Além disso, cumpre ressaltar que a atuação simplista das escolas na formação de cidadãos conscientes sobre os deveres e direitos no trânsito contribui para o cenário violento explícito, hoje, nos vários estados brasileiros.Em face disso, salienta-se que, de acordo com a Psicologia, as bases para a formação de sujeitos aptos à convivência social harmoniosa são consolidadas, principalmente, durante o período caracterizado como primeira infância (dos zero aos seis anos de idade), fato que justifica a importância da atuação escolar intensa durante essa faixa estária.Entretanto, nos centros de ensino atuais, a instrução sobre a Legislação de Trânsito é, ainda, escassa, uma vez que alicerces, como a importância do respeito aos pedestres e às placas de orientação, não são fomentados pelos educadores e, muito menos, discutidas em sala de aula.Depreende-se, logo, que a violência no trânsito é impulsionada pela ausência de medidas educativas a crianças e jovens.

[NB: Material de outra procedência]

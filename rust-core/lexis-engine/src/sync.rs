// SPDX-License-Identifier: PMPL-1.0-or-later
// Copyright (c) 2026 Jonathan D.A. Jewell (hyperpolymath) <jonathan.jewell@open.ac.uk>
//! Deferred sync queue.
//!
//! Mutations to sync-enabled collections are recorded as [`SyncOperation`]s
//! and replayed in FIFO order against a [`RemoteSync`] collaborator whenever
//! it reports itself online. Delivery is at-least-once: the remote must treat
//! set and delete as idempotent upserts/removals.
//!
//! A drain moves the whole queue to an in-flight list and replays it in
//! order. An operation leaves that list only once the remote has answered:
//! it is dropped on success, or appended to the tail of the (now current)
//! queue on failure. Failures keep their relative order; operations enqueued
//! during the drain may land ahead of them. In-flight operations still count
//! as pending, so they are persisted with the queue, and a drain dropped
//! midway puts the unanswered ones back at the head. An operation that keeps
//! failing is moved to the dead-letter list once it reaches
//! [`SyncPolicy::max_attempts`].

use std::collections::VecDeque;
use std::sync::atomic::{AtomicBool, Ordering};

use async_trait::async_trait;
use parking_lot::Mutex;
use serde::{Deserialize, Serialize};
use serde_json::Value;
use tracing::{debug, info, instrument, warn};

use crate::error::SyncReplayError;

#[derive(Debug, Clone, Copy, PartialEq, Eq, Serialize, Deserialize)]
#[serde(rename_all = "lowercase")]
pub enum SyncKind {
    Set,
    Delete,
}

/// One recorded mutation.
#[derive(Debug, Clone, PartialEq, Serialize, Deserialize)]
#[serde(rename_all = "camelCase")]
pub struct SyncOperation {
    pub collection: String,
    pub kind: SyncKind,
    pub key: String,
    #[serde(default, skip_serializing_if = "Option::is_none")]
    pub value: Option<Value>,
    /// Epoch milliseconds when the mutation was recorded.
    pub queued_at: i64,
    /// Failed replay attempts so far.
    #[serde(default)]
    pub attempts: u32,
}

impl SyncOperation {
    pub fn set(collection: &str, key: &str, value: Value, queued_at: i64) -> Self {
        Self {
            collection: collection.to_string(),
            kind: SyncKind::Set,
            key: key.to_string(),
            value: Some(value),
            queued_at,
            attempts: 0,
        }
    }

    pub fn delete(collection: &str, key: &str, queued_at: i64) -> Self {
        Self {
            collection: collection.to_string(),
            kind: SyncKind::Delete,
            key: key.to_string(),
            value: None,
            queued_at,
            attempts: 0,
        }
    }
}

Evidencia-se, portanto, que o Ministério da Educação deve tornar obrigatório, nos colégios brasileiros, o ensino acerca das bases do Código Nacional de Trânsito vigente.Por meio de palestras anuais e debates elucidativos, professores, advogados e agentes de trânsito devem abordar, para todo o corpo discente, a importância do respeito ao outro e do cumprimento das leis para a construção de um Brasil menos violento e mais solidário, incentivando-os a, desde a primeira infância, constituirem-se como pacificadores e obedientes à Lei Maior, reduzindo, desse modo, a letalidade nas rodovias.